The standard files in a Solaris distribution are not
stripped for exactly this reason. However, many files found in production
are stripped, and in-process inspection is still limited to the dynsym.
Machines are much larger than they used to be. The memory saved by
the symtab/dynsym division is still a good thing, but there
are times when we wish that the dynsym contained a bit more data. This
is harder than it sounds. The layout of dynsym interacts with the rest
of an ELF
file in ways that are set in stone by years of existing practice.
Backward compatibility is a critical feature of Solaris. We try extremely
hard to keep those old
programs running. And yet, the needs of observability, spearheaded
by important new features like
DTrace,
put pressure on us in the other direction.
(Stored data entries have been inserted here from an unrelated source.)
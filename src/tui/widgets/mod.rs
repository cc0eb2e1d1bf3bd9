//! Reusable widgets for the TUI
//!
//! Contains custom widgets for common UI elements

pub mod input;
pub mod notification;

// Re-export commonly used widgets
pub use input::TextInput;
pub use notification::{Notification, NotificationQueue, NotificationType, NotificationWidget};
//! Business logic layer
//!
//! Services sit between the form surfaces (CLI, TUI) and the storage layer.

pub mod bill;

pub use bill::{BillService, SubmissionReceipt};
//! Workbook I/O with atomic writes
//!
//! Provides safe workbook saves that won't corrupt the ledger on failure.

use std::fs::{self, File};
use std::path::{Path, PathBuf};

use umya_spreadsheet::Spreadsheet;

use super::lock::classify_open_error;
use crate::error::{BillError, BillResult};

/// Temp file used while saving a workbook
pub fn temp_path_for(path: &Path) -> PathBuf {
    let mut name = path
        .file_name()
        .map(|n| n.to_os_string())
        .unwrap_or_default();
    name.push(".tmp");
    path.with_file_name(name)
}

/// Read an xlsx workbook
pub fn read_workbook(path: &Path) -> BillResult<Spreadsheet> {
    umya_spreadsheet::reader::xlsx::read(path).map_err(|e| {
        BillError::Spreadsheet(format!("Failed to read {}: {}", path.display(), e))
    })
}

/// Write a workbook atomically (write to temp, then rename)
///
/// The ledger is either completely replaced or not modified at all.
pub fn write_workbook_atomic(path: &Path, book: &Spreadsheet) -> BillResult<()> {
    let temp_path = temp_path_for(path);

    umya_spreadsheet::writer::xlsx::write(book, &temp_path).map_err(|e| {
        let _ = fs::remove_file(&temp_path);
        BillError::Spreadsheet(format!("Failed to write {}: {}", temp_path.display(), e))
    })?;

    // Sync to disk before rename
    File::open(&temp_path)
        .and_then(|file| file.sync_all())
        .map_err(|e| {
            let _ = fs::remove_file(&temp_path);
            BillError::Io(format!("Failed to sync workbook: {}", e))
        })?;

    fs::rename(&temp_path, path).map_err(|e| {
        let _ = fs::remove_file(&temp_path);
        classify_open_error(path, e)
    })?;

    Ok(())
}
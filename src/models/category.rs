//! Bill categories
//!
//! The ledger accepts a fixed set of expense categories.

use serde::{Deserialize, Serialize};
use std::fmt;
use std::str::FromStr;

/// Expense category of a bill
#[derive(Debug, Clone, Copy, PartialEq, Eq, Hash, Serialize, Deserialize, Default)]
pub enum BillCategory {
    #[default]
    Flight,
    Hotel,
    Package,
    Ride,
    Food,
}

impl BillCategory {
    /// All categories, in form order
    pub const ALL: [BillCategory; 5] = [
        Self::Flight,
        Self::Hotel,
        Self::Package,
        Self::Ride,
        Self::Food,
    ];

    /// Name as written to the ledger
    pub fn as_str(&self) -> &'static str {
        match self {
            Self::Flight => "Flight",
            Self::Hotel => "Hotel",
            Self::Package => "Package",
            Self::Ride => "Ride",
            Self::Food => "Food",
        }
    }

    /// Position in [`BillCategory::ALL`]
    pub fn index(&self) -> usize {
        Self::ALL.iter().position(|c| c == self).unwrap_or(0)
    }
}

impl fmt::Display for BillCategory {
    fn fmt(&self, f: &mut fmt::Formatter<'_>) -> fmt::Result {
        write!(f, "{}", self.as_str())
    }
}

/// Error returned when parsing an unknown category name
#[derive(Debug, Clone, PartialEq, Eq)]
pub struct UnknownCategory(pub String);

impl fmt::Display for UnknownCategory {
    fn fmt(&self, f: &mut fmt::Formatter<'_>) -> fmt::Result {
        write!(
            f,
            "Unknown category '{}'. Use one of: Flight, Hotel, Package, Ride, Food",
            self.0
        )
    }
}

impl std::error::Error for UnknownCategory {}

impl FromStr for BillCategory {
    type Err = UnknownCategory;

    fn from_str(s: &str) -> Result<Self, Self::Err> {
        Self::ALL
            .iter()
            .copied()
            .find(|c| c.as_str().eq_ignore_ascii_case(s.trim()))
            .ok_or_else(|| UnknownCategory(s.to_string()))
    }
}

#[cfg(test)]
mod tests {
    use super::*;

    #[test]
    fn test_parse_case_insensitive() {
        assert_eq!("hotel".parse::<BillCategory>().unwrap(), BillCategory::Hotel);
        assert_eq!(" FOOD ".parse::<BillCategory>().unwrap(), BillCategory::Food);
        assert!("Taxi".parse::<BillCategory>().is_err());
    }

    #[test]
    fn test_display_matches_ledger_names() {
        let names: Vec<String> = BillCategory::ALL.iter().map(|c| c.to_string()).collect();
        assert_eq!(names, ["Flight", "Hotel", "Package", "Ride", "Food"]);
    }

    #[test]
    fn test_index() {
        assert_eq!(BillCategory::Flight.index(), 0);
        assert_eq!(BillCategory::Food.index(), 4);
    }
}
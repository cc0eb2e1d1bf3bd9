use std::path::PathBuf;

use anyhow::Result;
use clap::{Parser, Subcommand};
use tracing_subscriber::EnvFilter;

use bill_ledger::cli::{handle_add_command, handle_history_command, handle_rates_command, AddArgs};
use bill_ledger::config::{BillPaths, Settings};
use bill_ledger::services::BillService;
use bill_ledger::storage::HistoryLog;

#[derive(Parser)]
#[command(
    name = "bills",
    author = "Kaylee Beyene",
    version,
    about = "Append bills paid abroad to a spreadsheet ledger",
    long_about = "bill-ledger converts bills paid in foreign currencies to the home \
                  currency and appends them as new rows to an existing xlsx ledger, \
                  copying the formatting of the row above."
)]
struct Cli {
    /// Ledger file to append to
    #[arg(long, global = true, env = "BILL_LEDGER_FILE")]
    ledger: Option<PathBuf>,

    #[command(subcommand)]
    command: Option<Commands>,
}

#[derive(Subcommand)]
enum Commands {
    /// Add a bill to the ledger
    Add(AddArgs),

    /// Open the interactive bill form
    #[command(alias = "tui")]
    Form,

    /// Show the currency rate table
    Rates,

    /// Show recently added bills
    History {
        /// Number of entries to show
        #[arg(short = 'n', long, default_value = "10")]
        limit: usize,
    },

    /// Show current configuration and paths
    Config,
}

fn init_tracing(settings: &Settings) {
    let filter = EnvFilter::try_from_default_env()
        .or_else(|_| EnvFilter::try_new(&settings.log_level))
        .unwrap_or_else(|_| EnvFilter::new("warn"));

    let _ = tracing_subscriber::fmt()
        .with_env_filter(filter)
        .with_writer(std::io::stderr)
        .with_target(false)
        .try_init();
}

fn main() -> Result<()> {
    let cli = Cli::parse();

    // Initialize paths and settings
    let paths = BillPaths::new()?;
    let settings = Settings::load_or_create(&paths)?;

    // The form owns the terminal, so log lines would corrupt it
    if !matches!(cli.command, Some(Commands::Form)) {
        init_tracing(&settings);
    }

    let rates = settings.rate_table()?;
    let ledger_path = cli
        .ledger
        .clone()
        .unwrap_or_else(|| settings.ledger_path(&paths));

    let mut service = BillService::new(&rates, ledger_path, settings.ledger_layout())
        .with_home_symbol(settings.home_currency_symbol.clone());
    if settings.history_enabled {
        service = service.with_history(HistoryLog::new(paths.history_log()));
    }

    match cli.command {
        Some(Commands::Add(args)) => {
            handle_add_command(&service, args)?;
        }
        Some(Commands::Form) => {
            bill_ledger::tui::run_form(&service)?;
        }
        Some(Commands::Rates) => {
            handle_rates_command(&rates, &settings.home_currency_symbol);
        }
        Some(Commands::History { limit }) => {
            handle_history_command(&HistoryLog::new(paths.history_log()), limit)?;
        }
        Some(Commands::Config) => {
            println!("bill-ledger Configuration");
            println!("=========================");
            println!("Base directory: {}", paths.base_dir().display());
            println!("Settings file:  {}", paths.settings_file().display());
            println!("History log:    {}", paths.history_log().display());
            println!("Ledger file:    {}", service.ledger_path().display());
            println!();
            println!("Settings:");
            println!(
                "  Sheet:            {}",
                settings.sheet_name.as_deref().unwrap_or("(first sheet)")
            );
            println!("  Header rows:      {}", settings.header_rows);
            println!("  Home currency:    {}", settings.home_currency_symbol);
            println!("  History enabled:  {}", settings.history_enabled);
            println!("  Log level:        {}", settings.log_level);
            println!("  Currencies:       {}", rates.len());
        }
        None => {
            println!("bill-ledger - Append bills to a spreadsheet ledger");
            println!();
            println!("Run 'bills --help' for usage information.");
            println!("Run 'bills form' to open the interactive form.");
        }
    }

    Ok(())
}
//! Text input widget
//!
//! A single-line text input with a character-based cursor

/// A simple text input
#[derive(Debug, Clone, Default)]
pub struct TextInput {
    /// Current text content
    pub content: String,
    /// Cursor position, in characters
    pub cursor: usize,
    /// Whether the input is focused
    pub focused: bool,
    /// Placeholder text
    pub placeholder: String,
}

impl TextInput {
    /// Create a new text input
    pub fn new() -> Self {
        Self::default()
    }

    /// Set the placeholder
    pub fn placeholder(mut self, placeholder: impl Into<String>) -> Self {
        self.placeholder = placeholder.into();
        self
    }

    /// Set content and move the cursor to its end
    pub fn content(mut self, content: impl Into<String>) -> Self {
        self.content = content.into();
        self.cursor = self.char_count();
        self
    }

    fn char_count(&self) -> usize {
        self.content.chars().count()
    }

    fn byte_index(&self, char_pos: usize) -> usize {
        self.content
            .char_indices()
            .nth(char_pos)
            .map(|(i, _)| i)
            .unwrap_or(self.content.len())
    }

    /// Insert a character at the cursor
    pub fn insert(&mut self, c: char) {
        let at = self.byte_index(self.cursor);
        self.content.insert(at, c);
        self.cursor += 1;
    }

    /// Delete character before cursor
    pub fn backspace(&mut self) {
        if self.cursor > 0 {
            self.cursor -= 1;
            let at = self.byte_index(self.cursor);
            self.content.remove(at);
        }
    }

    /// Delete character at cursor
    pub fn delete(&mut self) {
        if self.cursor < self.char_count() {
            let at = self.byte_index(self.cursor);
            self.content.remove(at);
        }
    }

    /// Move cursor left
    pub fn move_left(&mut self) {
        self.cursor = self.cursor.saturating_sub(1);
    }

    /// Move cursor right
    pub fn move_right(&mut self) {
        if self.cursor < self.char_count() {
            self.cursor += 1;
        }
    }

    /// Move cursor to start
    pub fn move_start(&mut self) {
        self.cursor = 0;
    }

    /// Move cursor to end
    pub fn move_end(&mut self) {
        self.cursor = self.char_count();
    }

    /// Clear the content
    pub fn clear(&mut self) {
        self.content.clear();
        self.cursor = 0;
    }

    /// Get the current content
    pub fn value(&self) -> &str {
        &self.content
    }

    /// Split the content around the cursor: text before, the character
    /// under the cursor (a space at the end) and text after
    pub fn split_at_cursor(&self) -> (&str, String, &str) {
        let at = self.byte_index(self.cursor);
        let (before, rest) = self.content.split_at(at);
        let mut chars = rest.chars();
        let under = chars.next().unwrap_or(' ').to_string();
        (before, under, chars.as_str())
    }
}

#[cfg(test)]
mod tests {
    use super::*;

    #[test]
    fn test_insert_and_backspace() {
        let mut input = TextInput::new();
        for c in "Paris".chars() {
            input.insert(c);
        }
        assert_eq!(input.value(), "Paris");
        input.backspace();
        assert_eq!(input.value(), "Pari");
        assert_eq!(input.cursor, 4);
    }

    #[test]
    fn test_multibyte_editing() {
        let mut input = TextInput::new().content("Zürich");
        input.move_start();
        input.move_right();
        input.delete();
        assert_eq!(input.value(), "Zrich");
        input.insert('ü');
        assert_eq!(input.value(), "Zürich");
        assert_eq!(input.split_at_cursor(), ("Zü", "r".to_string(), "ich"));
    }

    #[test]
    fn test_cursor_at_end_shows_space() {
        let input = TextInput::new().content("42");
        assert_eq!(input.split_at_cursor(), ("42", " ".to_string(), ""));
    }
}
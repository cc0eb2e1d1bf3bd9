//! Toast notification widget
//!
//! Shows the outcome of the last submission below the form.

use std::time::{Duration, Instant};

use ratatui::{
    buffer::Buffer,
    layout::Rect,
    style::{Color, Modifier, Style},
    widgets::{Block, Borders, Clear, Paragraph, Widget, Wrap},
};

use crate::error::BillError;

/// Type of notification
#[derive(Debug, Clone, Copy, PartialEq, Eq)]
pub enum NotificationType {
    /// Bill added
    Success,
    /// The user can fix the cause and submit again
    Warning,
    /// Submission failed
    Error,
}

impl NotificationType {
    /// Get the color for this notification type
    pub fn color(&self) -> Color {
        match self {
            Self::Success => Color::Green,
            Self::Warning => Color::Yellow,
            Self::Error => Color::Red,
        }
    }

    /// Get the title for this notification type
    pub fn title(&self) -> &'static str {
        match self {
            Self::Success => "Success",
            Self::Warning => "Close the ledger",
            Self::Error => "Error",
        }
    }
}

/// A toast notification
#[derive(Debug, Clone)]
pub struct Notification {
    /// The notification message
    pub message: String,
    /// Type of notification
    pub notification_type: NotificationType,
    /// Time when notification was created (for auto-dismiss)
    pub created_at: Instant,
    /// How long to display it
    pub duration: Duration,
}

impl Notification {
    /// Create a new notification
    pub fn new(message: impl Into<String>, notification_type: NotificationType) -> Self {
        let duration = match notification_type {
            NotificationType::Success => Duration::from_secs(4),
            NotificationType::Warning | NotificationType::Error => Duration::from_secs(10),
        };
        Self {
            message: message.into(),
            notification_type,
            created_at: Instant::now(),
            duration,
        }
    }

    /// Create a success notification
    pub fn success(message: impl Into<String>) -> Self {
        Self::new(message, NotificationType::Success)
    }

    /// Create a notification for a failed submission
    pub fn from_error(err: &BillError) -> Self {
        let notification_type = if err.is_retryable() {
            NotificationType::Warning
        } else {
            NotificationType::Error
        };
        Self::new(err.to_string(), notification_type)
    }

    /// Check if the notification has expired
    pub fn is_expired(&self) -> bool {
        self.created_at.elapsed() >= self.duration
    }
}

/// Widget for rendering a notification
pub struct NotificationWidget<'a> {
    notification: &'a Notification,
}

impl<'a> NotificationWidget<'a> {
    /// Create a new notification widget
    pub fn new(notification: &'a Notification) -> Self {
        Self { notification }
    }
}

impl<'a> Widget for NotificationWidget<'a> {
    fn render(self, area: Rect, buf: &mut Buffer) {
        let color = self.notification.notification_type.color();
        let title = self.notification.notification_type.title();

        Clear.render(area, buf);

        let block = Block::default()
            .borders(Borders::ALL)
            .border_style(Style::default().fg(color))
            .title(format!(" {} ", title))
            .title_style(Style::default().fg(color).add_modifier(Modifier::BOLD));

        Paragraph::new(self.notification.message.as_str())
            .style(Style::default().fg(Color::White))
            .wrap(Wrap { trim: true })
            .block(block)
            .render(area, buf);
    }
}

/// Notifications waiting to be shown; only the newest is displayed
#[derive(Debug, Default)]
pub struct NotificationQueue {
    notifications: Vec<Notification>,
}

impl NotificationQueue {
    /// Create a new notification queue
    pub fn new() -> Self {
        Self::default()
    }

    /// Add a notification to the queue
    pub fn push(&mut self, notification: Notification) {
        self.notifications.push(notification);
    }

    /// Remove expired notifications
    pub fn remove_expired(&mut self) {
        self.notifications.retain(|n| !n.is_expired());
    }

    /// Get the notification to display (if any)
    pub fn current(&self) -> Option<&Notification> {
        self.notifications.last()
    }

    /// Check if there are any notifications
    pub fn is_empty(&self) -> bool {
        self.notifications.is_empty()
    }

    /// Clear all notifications
    pub fn clear(&mut self) {
        self.notifications.clear();
    }
}

#[cfg(test)]
mod tests {
    use super::*;

    #[test]
    fn test_notification_from_error() {
        let locked = Notification::from_error(&BillError::ledger_locked("my_bills.xlsx"));
        assert_eq!(locked.notification_type, NotificationType::Warning);

        let missing = Notification::from_error(&BillError::ledger_not_found("my_bills.xlsx"));
        assert_eq!(missing.notification_type, NotificationType::Error);
        assert_eq!(missing.message, "Ledger file 'my_bills.xlsx' not found.");
    }

    #[test]
    fn test_notification_types() {
        assert_eq!(NotificationType::Success.color(), Color::Green);
        assert_eq!(NotificationType::Warning.color(), Color::Yellow);
        assert_eq!(NotificationType::Error.color(), Color::Red);
    }

    #[test]
    fn test_notification_queue_shows_newest() {
        let mut queue = NotificationQueue::new();
        assert!(queue.is_empty());

        queue.push(Notification::success("First"));
        queue.push(Notification::success("Second"));

        assert_eq!(queue.current().unwrap().message, "Second");
        queue.clear();
        assert!(queue.current().is_none());
    }
}
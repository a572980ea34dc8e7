//! CLI entrypoint for the memshape harness.

// `#[global_allocator]` expands to allocator shims.
#![allow(unsafe_code)]

use std::path::PathBuf;
use std::time::Instant;

use clap::{Parser, Subcommand};
use memshape_core::alloc_stats::AllocProbe;
use memshape_core::config::parse_seed;
use memshape_core::scenario::{self, CATALOG, Family, Scenario};
use memshape_core::{CountingAllocator, MemshapeError, ScaleProfile, payload_seed, scale_profile};
use memshape_harness::report::{RunReport, write_report_bundle};
use memshape_harness::structured_log::{LogEmitter, LogEntry, LogLevel, Outcome};
use memshape_harness::{HarnessError, MicrobenchConfig, ScenarioRunner, verify_properties};

#[global_allocator]
static ALLOC: CountingAllocator = CountingAllocator::system();

/// Memory-layout micro-benchmark harness.
#[derive(Debug, Parser)]
#[command(name = "memshape-harness")]
#[command(about = "Run, list and verify memshape benchmark scenarios")]
struct Cli {
    #[command(subcommand)]
    command: Option<Command>,
}

#[derive(Debug, Subcommand)]
enum Command {
    /// List every scenario with its resolved dataset size.
    List {
        /// Size profile (`full` or `quick`); defaults to MEMSHAPE_PROFILE.
        #[arg(long, value_parser = parse_profile)]
        profile: Option<ScaleProfile>,
    },
    /// Run scenarios and write JSON/Markdown reports plus a JSONL log.
    Run {
        /// Scenario name (repeatable). Runs the whole catalog when omitted.
        #[arg(long = "scenario")]
        scenarios: Vec<String>,
        /// Restrict to one family (`allocation_shape`, `capacity_presizing`,
        /// `traversal_locality`, `call_chain`).
        #[arg(long)]
        family: Option<String>,
        /// Size profile (`full` or `quick`); defaults to MEMSHAPE_PROFILE.
        #[arg(long, value_parser = parse_profile)]
        profile: Option<ScaleProfile>,
        /// Payload seed (decimal or 0x...); defaults to MEMSHAPE_SEED.
        #[arg(long, value_parser = parse_seed_arg)]
        seed: Option<u64>,
        /// Warmup iterations (overrides per-family defaults together with
        /// --samples and --iters).
        #[arg(long)]
        warmup: Option<u64>,
        /// Sample count.
        #[arg(long)]
        samples: Option<usize>,
        /// Iterations per sample.
        #[arg(long)]
        iters: Option<u64>,
        /// Output directory for report.json, report.md, run.log.jsonl, artifacts.json.
        #[arg(long, default_value = "target/memshape")]
        output_dir: PathBuf,
    },
    /// Check dataset, filter, sum and serialization properties.
    Verify {
        /// Dataset size for the checks.
        #[arg(long, default_value_t = 10_000)]
        size: usize,
        /// Payload seed (decimal or 0x...); defaults to MEMSHAPE_SEED.
        #[arg(long, value_parser = parse_seed_arg)]
        seed: Option<u64>,
    },
}

fn parse_profile(raw: &str) -> Result<ScaleProfile, String> {
    ScaleProfile::parse(raw).map_err(|e| e.to_string())
}

fn parse_seed_arg(raw: &str) -> Result<u64, String> {
    parse_seed(raw).map_err(|e| e.to_string())
}

fn main() {
    let cli = Cli::parse();
    let result = match cli.command {
        None => {
            println!("{}", memshape_harness::usage_guidance());
            Ok(())
        }
        Some(Command::List { profile }) => {
            list(profile.unwrap_or_else(scale_profile));
            Ok(())
        }
        Some(Command::Run {
            scenarios,
            family,
            profile,
            seed,
            warmup,
            samples,
            iters,
            output_dir,
        }) => {
            let cfg = match (warmup, samples, iters) {
                (None, None, None) => None,
                (w, s, i) => Some(MicrobenchConfig {
                    warmup_iters: w.unwrap_or(1),
                    sample_count: s.unwrap_or(5),
                    sample_iters: i.unwrap_or(1),
                }),
            };
            run(RunArgs {
                scenarios,
                family,
                profile: profile.unwrap_or_else(scale_profile),
                seed: seed.unwrap_or_else(payload_seed),
                config: cfg,
                output_dir,
            })
        }
        Some(Command::Verify { size, seed }) => verify(size, seed.unwrap_or_else(payload_seed)),
    };

    if let Err(err) = result {
        eprintln!("error: {err}");
        std::process::exit(1);
    }
}

fn list(profile: ScaleProfile) {
    println!("{:<32} {:<20} {:>12}", "SCENARIO", "FAMILY", "N");
    for sc in CATALOG {
        println!(
            "{:<32} {:<20} {:>12}",
            sc.name,
            sc.family().label(),
            sc.size(profile)
        );
    }
}

struct RunArgs {
    scenarios: Vec<String>,
    family: Option<String>,
    profile: ScaleProfile,
    seed: u64,
    config: Option<MicrobenchConfig>,
    output_dir: PathBuf,
}

fn select(names: &[String], family: Option<&str>) -> Result<Vec<&'static Scenario>, HarnessError> {
    let mut selected: Vec<&'static Scenario> = if names.is_empty() {
        CATALOG.iter().collect()
    } else {
        names
            .iter()
            .map(|n| scenario::find(n))
            .collect::<Result<_, _>>()?
    };
    if let Some(raw) = family {
        let fam = Family::from_str_loose(raw)
            .ok_or_else(|| MemshapeError::UnknownFamily(raw.to_string()))?;
        selected.retain(|s| s.family() == fam);
    }
    if selected.is_empty() {
        return Err(HarnessError::NothingSelected);
    }
    Ok(selected)
}

fn run(args: RunArgs) -> Result<(), HarnessError> {
    let selected = select(&args.scenarios, args.family.as_deref())?;
    std::fs::create_dir_all(&args.output_dir)?;

    let run_id = format!(
        "{}-{}",
        args.profile.label(),
        std::time::SystemTime::now()
            .duration_since(std::time::UNIX_EPOCH)
            .map(|d| d.as_secs())
            .unwrap_or_default()
    );
    let log_path = args.output_dir.join("run.log.jsonl");
    let mut log = LogEmitter::to_file(&log_path, &run_id)?;
    log.emit_entry(
        LogEntry::new("", LogLevel::Info, "run_start")
            .with_profile(args.profile.label())
            .with_details(serde_json::json!({
                "seed": args.seed,
                "scenarios": selected.len(),
                "probe_live": ALLOC.is_live(),
            })),
    )?;

    let mut runner = ScenarioRunner::new(args.profile, args.seed, &ALLOC);
    if let Some(cfg) = args.config {
        runner = runner.with_config(cfg);
    }

    let mut report = RunReport::new(
        run_id.clone(),
        args.profile.label(),
        args.seed,
        ALLOC.is_live(),
    );
    let started = Instant::now();
    for sc in selected {
        eprintln!("running {} (n={})", sc.name, sc.size(args.profile));
        match runner.run(sc) {
            Ok(res) => {
                let mut entry = LogEntry::new("", LogLevel::Info, "scenario_done")
                    .with_scenario(sc.name, sc.family().label())
                    .with_profile(args.profile.label())
                    .with_outcome(Outcome::Pass)
                    .with_latency_ns(res.latency.p50_ns_op.round() as u64)
                    .with_duration_ms(res.wall_ms);
                if let Some(m) = &res.reclaim {
                    entry = entry.with_details(serde_json::json!({
                        "allocation_events": m.allocation_events,
                        "zeroed_allocation_events": m.zeroed_allocation_events,
                        "reclaim_events": m.reclaim_events,
                        "pause_ms": m.pause_ms,
                    }));
                } else if let Some(reallocs) = res.reallocations_per_iter {
                    entry = entry.with_details(serde_json::json!({
                        "reallocations_per_iter": reallocs,
                    }));
                }
                log.emit_entry(entry)?;
                println!(
                    "{:<32} p50={:>14.1} ns/iter  {}",
                    res.name, res.latency.p50_ns_op, res.observed
                );
                report.results.push(res);
            }
            Err(err) => {
                log.emit_entry(
                    LogEntry::new("", LogLevel::Error, "scenario_failed")
                        .with_scenario(sc.name, sc.family().label())
                        .with_outcome(Outcome::Error)
                        .with_details(serde_json::json!({ "error": err.to_string() })),
                )?;
                log.flush()?;
                return Err(err);
            }
        }
    }

    log.emit_entry(
        LogEntry::new("", LogLevel::Info, "run_done")
            .with_profile(args.profile.label())
            .with_duration_ms(started.elapsed().as_millis() as u64),
    )?;
    log.flush()?;
    drop(log);

    let bundle = write_report_bundle(
        &args.output_dir,
        &report,
        &[(log_path.as_path(), "log_jsonl")],
    )?;
    println!("report: {}", bundle.markdown.display());
    println!("index:  {}", bundle.index.display());
    Ok(())
}

fn verify(size: usize, seed: u64) -> Result<(), HarnessError> {
    let checks = verify_properties(size, seed);
    let total = checks.len();
    let mut failed = 0;
    for check in &checks {
        let mark = if check.passed { "PASS" } else { "FAIL" };
        println!("{mark} {:<36} {}", check.name, check.detail);
        if !check.passed {
            failed += 1;
        }
    }
    if failed > 0 {
        return Err(HarnessError::Verification { failed, total });
    }
    Ok(())
}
This discussion is prelude to work I recently did to augment the dynsym
to contain local symbols, while preserving full backward compatibility
with older versions Solaris. I plan to cover that in a future blog entry.
ELF is old, and much of how it works cannot be changed. Its original designers
(our "Founding Fathers", as Rod
calls them)
anticipated that this would be the case, based no doubt on hard experience
with earlier systems. The ELF design is therefore
uniquely flexible, which explains why it has survived as long as it has.
There is always a way to add something new. Sometimes, it takes several
tries to find the best way.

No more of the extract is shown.